Items listed in a dataset
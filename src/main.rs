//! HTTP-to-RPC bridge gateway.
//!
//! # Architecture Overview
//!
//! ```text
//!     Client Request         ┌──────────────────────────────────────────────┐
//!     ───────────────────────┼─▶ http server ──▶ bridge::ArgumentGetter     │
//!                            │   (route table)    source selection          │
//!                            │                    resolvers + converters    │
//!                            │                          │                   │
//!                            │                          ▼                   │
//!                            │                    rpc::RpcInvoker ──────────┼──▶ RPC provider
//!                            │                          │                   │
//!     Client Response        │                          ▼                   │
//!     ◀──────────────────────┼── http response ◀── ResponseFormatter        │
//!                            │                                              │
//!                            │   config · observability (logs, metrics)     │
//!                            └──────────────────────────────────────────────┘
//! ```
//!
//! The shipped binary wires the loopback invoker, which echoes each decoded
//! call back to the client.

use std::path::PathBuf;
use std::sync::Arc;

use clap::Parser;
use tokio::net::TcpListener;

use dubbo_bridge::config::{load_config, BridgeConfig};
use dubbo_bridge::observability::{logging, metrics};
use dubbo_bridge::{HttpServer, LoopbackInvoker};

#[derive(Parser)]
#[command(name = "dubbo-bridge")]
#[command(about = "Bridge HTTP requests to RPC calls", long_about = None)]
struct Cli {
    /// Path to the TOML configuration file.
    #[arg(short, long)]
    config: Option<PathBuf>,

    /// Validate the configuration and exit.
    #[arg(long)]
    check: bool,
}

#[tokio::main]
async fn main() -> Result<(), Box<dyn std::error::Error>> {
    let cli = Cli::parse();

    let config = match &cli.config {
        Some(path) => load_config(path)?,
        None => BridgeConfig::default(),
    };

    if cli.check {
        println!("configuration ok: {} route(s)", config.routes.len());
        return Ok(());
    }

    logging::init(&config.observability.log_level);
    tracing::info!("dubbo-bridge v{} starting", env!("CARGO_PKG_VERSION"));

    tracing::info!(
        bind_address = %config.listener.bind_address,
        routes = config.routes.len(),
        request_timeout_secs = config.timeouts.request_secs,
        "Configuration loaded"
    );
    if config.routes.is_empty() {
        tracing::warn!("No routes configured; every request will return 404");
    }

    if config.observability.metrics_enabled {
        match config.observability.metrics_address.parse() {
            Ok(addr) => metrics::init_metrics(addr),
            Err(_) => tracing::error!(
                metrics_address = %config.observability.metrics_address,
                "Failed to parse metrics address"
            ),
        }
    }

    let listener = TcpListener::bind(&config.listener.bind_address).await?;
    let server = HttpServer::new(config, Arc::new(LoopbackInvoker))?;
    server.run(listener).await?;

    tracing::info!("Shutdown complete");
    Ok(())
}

* * *

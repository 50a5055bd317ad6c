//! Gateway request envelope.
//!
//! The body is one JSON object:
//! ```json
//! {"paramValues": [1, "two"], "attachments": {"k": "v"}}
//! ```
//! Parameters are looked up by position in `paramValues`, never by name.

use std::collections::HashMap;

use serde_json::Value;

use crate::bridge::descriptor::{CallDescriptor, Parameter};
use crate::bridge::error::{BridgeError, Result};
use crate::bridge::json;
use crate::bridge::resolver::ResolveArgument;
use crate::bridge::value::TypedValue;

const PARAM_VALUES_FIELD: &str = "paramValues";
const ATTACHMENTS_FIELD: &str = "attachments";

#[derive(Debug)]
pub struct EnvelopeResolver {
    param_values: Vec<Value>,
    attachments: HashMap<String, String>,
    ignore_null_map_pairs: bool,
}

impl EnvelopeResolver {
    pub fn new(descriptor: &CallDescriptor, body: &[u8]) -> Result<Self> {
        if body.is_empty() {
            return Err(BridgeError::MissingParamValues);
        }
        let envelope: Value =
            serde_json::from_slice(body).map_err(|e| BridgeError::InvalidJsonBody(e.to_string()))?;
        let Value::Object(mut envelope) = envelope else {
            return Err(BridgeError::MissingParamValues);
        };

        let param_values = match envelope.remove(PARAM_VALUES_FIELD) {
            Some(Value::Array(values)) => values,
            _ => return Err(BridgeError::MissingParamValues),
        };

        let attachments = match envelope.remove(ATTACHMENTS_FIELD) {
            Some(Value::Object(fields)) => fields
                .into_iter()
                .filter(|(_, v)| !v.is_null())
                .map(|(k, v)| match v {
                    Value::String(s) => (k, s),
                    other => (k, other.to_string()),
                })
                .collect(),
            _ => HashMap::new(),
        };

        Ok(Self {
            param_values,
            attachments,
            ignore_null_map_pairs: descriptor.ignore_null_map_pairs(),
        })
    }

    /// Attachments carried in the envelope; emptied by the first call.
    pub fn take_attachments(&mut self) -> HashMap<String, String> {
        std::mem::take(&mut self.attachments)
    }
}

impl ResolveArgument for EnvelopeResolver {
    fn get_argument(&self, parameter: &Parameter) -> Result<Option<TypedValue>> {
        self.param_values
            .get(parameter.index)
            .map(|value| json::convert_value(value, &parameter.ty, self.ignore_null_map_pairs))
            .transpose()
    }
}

◆ What is expected
Which lines in the data hold the string "routes"? Copy each of them.

◆ Solution to this task
        println!("configuration ok: {} route(s)", config.routes.len());
        routes = config.routes.len(),
    if config.routes.is_empty() {
        tracing::warn!("No routes configured; every request will return 404");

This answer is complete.